2010-01-25 Thread Camilo Sperberg
On Sun, Jan 24, 2010 at 16:16, David W. Allor da...@artisanpath.com wrote:

 Hi!

 I'm using php-cli 5.3.1.

 When I run php from the command line, the script does not return me to
 the command prompt when exited. The script always completes, but it has
 to be killed to release it's resources.

 I've created a little working example:


 #!/usr/bin/php
 ?
 echo 'hellu';
 exit(0);
 ?


 I execute the script by running ./test.php

 The script outputs hellu and then stops. It does not return to the
 command prompt. The only way back is to kill the script.

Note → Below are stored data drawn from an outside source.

#[cfg(test)]
mod tests {
    use super::*;
    use crate::codec::{Message, Param};
    use crate::introspect::{CallArgs, MethodSignature};
    use crate::ledger::CallState;
    use crate::target::MethodRegistry;
    use serde_json::json;
    use std::sync::Mutex;

    type Outbox = Arc<Mutex<Vec<Message>>>;

    fn map_target() -> MethodRegistry<Vec<f64>> {
        MethodRegistry::new(Vec::new())
            .method(MethodSignature::declare("set_center", "x, y, z"), |center, args| {
                *center = vec![args.get("x")?, args.get("y")?, args.get("z")?];
                Ok(json!(center))
            })
            .method(MethodSignature::declare("zoom", "level=4"), |_, args| {
                Ok(json!(args.get::<i64>("level")?))
            })
            .method(MethodSignature::declare("explode", ""), |_, _| {
                Err(PeerlinkError::server("renderer unavailable"))
            })
            .method(MethodSignature::declare("crash", ""), |_, _| {
                panic!("boom");
            })
    }

    fn router() -> (Router<MethodRegistry<Vec<f64>>>, Outbox) {
        let outbox = Outbox::default();
        let log = outbox.clone();
        let sink = move |m: Message| -> Result<()> {
            log.lock().unwrap().push(m);
            Ok(())
        };
        (Router::new(map_target(), sink).unwrap(), outbox)
    }

    fn peer_table() -> Value {
        json!({
            "method": "set_protocol",
            "data": [{
                "procedure": "add_annotation",
                "required": [{"key": "ann_type", "default": false}],
                "optional": [{"key": "meta", "default": {}}]
            }]
        })
    }

    fn ready_router() -> (Router<MethodRegistry<Vec<f64>>>, Outbox) {
        let (mut router, outbox) = router();
        router.handle_message(peer_table()).unwrap();
        (router, outbox)
    }

    fn last_response(outbox: &Outbox) -> Response {
        match outbox.lock().unwrap().last() {
            Some(Message::Response(resp)) => resp.clone(),
            other => panic!("Expected response, got: {:?}", other),
        }
    }

    fn request(method: &str, params: Value, id: &str) -> Value {
        json!({"method": method, "params": params, "jsonrpc": "2.0", "id": id})
    }

    #[test]
    fn test_rejects_traffic_before_negotiation() {
        let (mut router, outbox) = router();
        let err = router
            .handle_message(request("set_center", json!([]), "1"))
            .unwrap_err();

        assert!(matches!(err, PeerlinkError::NegotiationIncomplete { .. }));
        assert_eq!(err.to_rpc_error_code(), -32603);
        assert_eq!(router.state(), ConnectionState::Uninitialized);
        assert!(outbox.lock().unwrap().is_empty());
    }

    #[test]
    fn test_negotiation_builds_remote() {
        let (mut router, _) = router();
        let mut state_rx = router.subscribe();
        assert!(router.remote().is_none());
        assert!(router.call("add_annotation", vec![json!("point")]).is_err());

        router.handle_message(peer_table()).unwrap();

        assert_eq!(router.state(), ConnectionState::Ready);
        assert!(state_rx.has_changed().unwrap());
        assert_eq!(*state_rx.borrow_and_update(), ConnectionState::Ready);
        assert!(router.remote().unwrap().contains("add_annotation"));
    }

    #[test]
    fn test_malformed_negotiation_stays_uninitialized() {
        let (mut router, _) = router();
        let err = router
            .handle_message(json!({"method": "set_protocol", "data": "nope"}))
            .unwrap_err();
        assert!(matches!(err, PeerlinkError::Parse { .. }));
        assert_eq!(router.state(), ConnectionState::Uninitialized);
    }

    #[test]
    fn test_repeated_negotiation_ignored() {
        let (mut router, _) = ready_router();
        router
            .handle_message(json!({"method": "set_protocol", "data": []}))
            .unwrap();
        assert!(router.remote().unwrap().contains("add_annotation"));
    }

    #[test]
    fn test_announce_sends_local_table() {
        let (router, outbox) = router();
        router.announce().unwrap();

        let sent = outbox.lock().unwrap()[0].to_value().unwrap();
        assert_eq!(sent["method"], json!("set_protocol"));
        let names: Vec<_> = sent["data"]
            .as_array()
            .unwrap()
            .iter()
            .map(|d| d["procedure"].as_str().unwrap().to_string())
            .collect();
        assert_eq!(names, vec!["set_center", "zoom", "explode", "crash"]);
    }

    #[test]
    fn test_dispatch_success() {
        let (mut router, outbox) = ready_router();
        router
            .handle_message(request(
                "set_center",
                json!([
                    {"key": "z", "value": 3, "required": true},
                    {"key": "x", "value": 1, "required": true},
                    {"key": "y", "value": 2, "required": true}
                ]),
                "abc",
            ))
            .unwrap();

        let response = last_response(&outbox);
        assert_eq!(response.id.as_str(), Some("abc"));
        assert_eq!(response.result, json!([1.0, 2.0, 3.0]));
        assert!(response.error.is_none());
        assert_eq!(router.target().state(), &vec![1.0, 2.0, 3.0]);
    }

    #[test]
    fn test_dispatch_applies_default() {
        let (mut router, outbox) = ready_router();
        router.handle_message(request("zoom", json!([]), "z1")).unwrap();
        assert_eq!(last_response(&outbox).result, json!(4));
    }

    #[test]
    fn test_method_not_found() {
        let (mut router, outbox) = ready_router();
        router.handle_message(request("fly_to", json!([]), "m1")).unwrap();

        assert_eq!(outbox.lock().unwrap().len(), 1);
        let response = last_response(&outbox);
        assert_eq!(response.id.as_str(), Some("m1"));
        assert_eq!(response.error.unwrap().code, -32601);
    }

    #[test]
    fn test_missing_required_param() {
        let (mut router, outbox) = ready_router();
        router
            .handle_message(request(
                "set_center",
                json!([{"key": "x", "value": 1, "required": true}]),
                "p1",
            ))
            .unwrap();
        assert_eq!(last_response(&outbox).error.unwrap().code, -32602);
    }

    #[test]
    fn test_method_error_is_answered() {
        let (mut router, outbox) = ready_router();
        router.handle_message(request("explode", json!([]), "e1")).unwrap();
        let error = last_response(&outbox).error.unwrap();
        assert_eq!(error.code, -32000);
        assert!(error.message.contains("renderer unavailable"));
    }

    #[test]
    fn test_method_panic_is_answered() {
        let (mut router, outbox) = ready_router();
        router.handle_message(request("crash", json!([]), "c1")).unwrap();
        let response = last_response(&outbox);
        assert_eq!(response.id.as_str(), Some("c1"));
        assert_eq!(response.error.unwrap().code, -32000);
    }

    #[test]
    fn test_method_without_metadata_is_parse_error() {
        struct Bare;
        impl RpcTarget for Bare {
            fn signatures(&self) -> &[MethodSignature] {
                &[]
            }
            fn has_method(&self, method: &str) -> bool {
                method == "debug"
            }
            fn invoke(&mut self, _: &str, _: CallArgs) -> Result<Value> {
                Ok(Value::Null)
            }
        }

        let outbox = Outbox::default();
        let log = outbox.clone();
        let sink = move |m: Message| -> Result<()> {
            log.lock().unwrap().push(m);
            Ok(())
        };
        let mut router = Router::new(Bare, sink).unwrap();
        router.handle_message(peer_table()).unwrap();
        router.handle_message(request("debug", json!([]), "d1")).unwrap();

        assert_eq!(last_response(&outbox).error.unwrap().code, -32700);
    }

    #[test]
    fn test_malformed_request_is_invalid_request() {
        let (mut router, outbox) = ready_router();
        router
            .handle_message(json!({"method": 5, "params": [], "id": "bad"}))
            .unwrap();
        let response = last_response(&outbox);
        assert_eq!(response.id.as_str(), Some("bad"));
        assert_eq!(response.error.unwrap().code, -32600);
    }

    #[test]
    fn test_unrecognized_with_id_gets_parse_error() {
        let (mut router, outbox) = ready_router();
        router.handle_message(json!({"id": "g1", "junk": true})).unwrap();
        let response = last_response(&outbox);
        assert_eq!(response.id.as_str(), Some("g1"));
        assert_eq!(response.error.unwrap().code, -32700);
    }

    #[test]
    fn test_unrecognized_without_id_is_only_logged() {
        let (mut router, outbox) = ready_router();
        router.handle_message(json!(["junk"])).unwrap();
        assert!(outbox.lock().unwrap().is_empty());
    }

    #[test]
    fn test_unknown_response_is_dropped() {
        let (mut router, _) = ready_router();
        let handle = router.call("add_annotation", vec![json!("point")]).unwrap();
        let id = handle.id().clone();
        handle.then(|_| {}, |_| {}).unwrap();

        router
            .handle_message(json!({"result": 1, "error": null, "id": "nobody"}))
            .unwrap();

        assert_eq!(router.pending_calls().len(), 1);
        assert_eq!(router.pending_calls().state(&id), Some(CallState::Pending));
    }

    #[test]
    fn test_response_resolves_once() {
        let (mut router, outbox) = ready_router();
        let results = Arc::new(Mutex::new(Vec::new()));
        let sink = results.clone();

        router
            .call("add_annotation", vec![json!("point"), json!({"meta": {"a": 1}})])
            .unwrap()
            .then(move |v| sink.lock().unwrap().push(v), |_| {})
            .unwrap();

        let sent = match &outbox.lock().unwrap()[0] {
            Message::Request(req) => req.clone(),
            other => panic!("Expected request, got: {:?}", other),
        };
        assert_eq!(
            sent.params,
            vec![
                Param::required("ann_type", json!("point")),
                Param::optional("meta", json!({"a": 1})),
            ]
        );

        let response = json!({"result": "ok", "error": null, "id": sent.id});
        router.handle_message(response.clone()).unwrap();
        router.handle_message(response).unwrap();

        assert_eq!(*results.lock().unwrap(), vec![json!("ok")]);
        assert!(router.pending_calls().is_empty());
    }

    #[test]
    fn test_malformed_response_rejects_live_call() {
        let (mut router, outbox) = ready_router();
        let errors = Arc::new(Mutex::new(Vec::new()));
        let sink = errors.clone();

        router
            .call("add_annotation", vec![json!("point")])
            .unwrap()
            .then(|_| panic!("unexpected success"), move |e| sink.lock().unwrap().push(e))
            .unwrap();
        let id = match &outbox.lock().unwrap()[0] {
            Message::Request(req) => req.id.clone(),
            other => panic!("Expected request, got: {:?}", other),
        };

        router
            .handle_message(json!({"result": null, "error": "Method not found!", "id": id}))
            .unwrap();

        assert!(router.pending_calls().is_empty());
        let errors = errors.lock().unwrap();
        assert_eq!(errors.len(), 1);
        assert_eq!(errors[0].code, -32700);
    }

    #[test]
    fn test_malformed_response_for_unknown_id_is_dropped() {
        let (mut router, _) = ready_router();
        router
            .call("add_annotation", vec![json!("point")])
            .unwrap()
            .then(|_| {}, |_| {})
            .unwrap();

        router
            .handle_message(json!({"result": null, "error": "oops", "id": "nobody"}))
            .unwrap();
        assert_eq!(router.pending_calls().len(), 1);
    }

    #[test]
    fn test_numeric_request_id_is_answered() {
        let (mut router, outbox) = ready_router();
        router
            .handle_message(json!({"method": "zoom", "params": [], "jsonrpc": "2.0", "id": 7}))
            .unwrap();
        router
            .handle_message(json!({"method": "ping", "params": [], "jsonrpc": "2.0", "id": 8}))
            .unwrap();

        let outbox = outbox.lock().unwrap();
        assert_eq!(outbox.len(), 2);
        let answered = outbox[0].to_value().unwrap();
        assert_eq!(answered["id"], json!(7));
        assert_eq!(answered["result"], json!(4));
        let missing = outbox[1].to_value().unwrap();
        assert_eq!(missing["id"], json!(8));
        assert_eq!(missing["error"]["code"], json!(-32601));
    }

    #[test]
    fn test_close_fails_pending_calls() {
        let (router, _) = ready_router();
        let errors = Arc::new(Mutex::new(Vec::new()));
        let sink = errors.clone();

        router
            .call("add_annotation", vec![json!("point")])
            .unwrap()
            .then(|_| {}, move |e| sink.lock().unwrap().push(e))
            .unwrap();

        router.close();

        let errors = errors.lock().unwrap();
        assert_eq!(errors.len(), 1);
        assert_eq!(errors[0].code, -32603);
    }

    #[test]
    fn test_reap_stale() {
        let (router, _) = ready_router();
        router
            .call("add_annotation", vec![json!("point")])
            .unwrap()
            .then(|_| {}, |_| {})
            .unwrap();

        assert_eq!(router.reap_stale(Duration::from_secs(3600)), 0);
        std::thread::sleep(Duration::from_millis(5));
        assert_eq!(router.reap_stale(Duration::ZERO), 1);
        assert!(router.pending_calls().is_empty());
    }
}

 This problem does not occur on my remote server, only on my home
 environment. I have home-network maintenance scripts that execute other
 scripts. If the executed script doesn't exit, the main scripts don't
 continue.

 I did a trace, and it turns out that the script is stopping on a futex
 wait.


do you have ubuntu home? Does other programs freez?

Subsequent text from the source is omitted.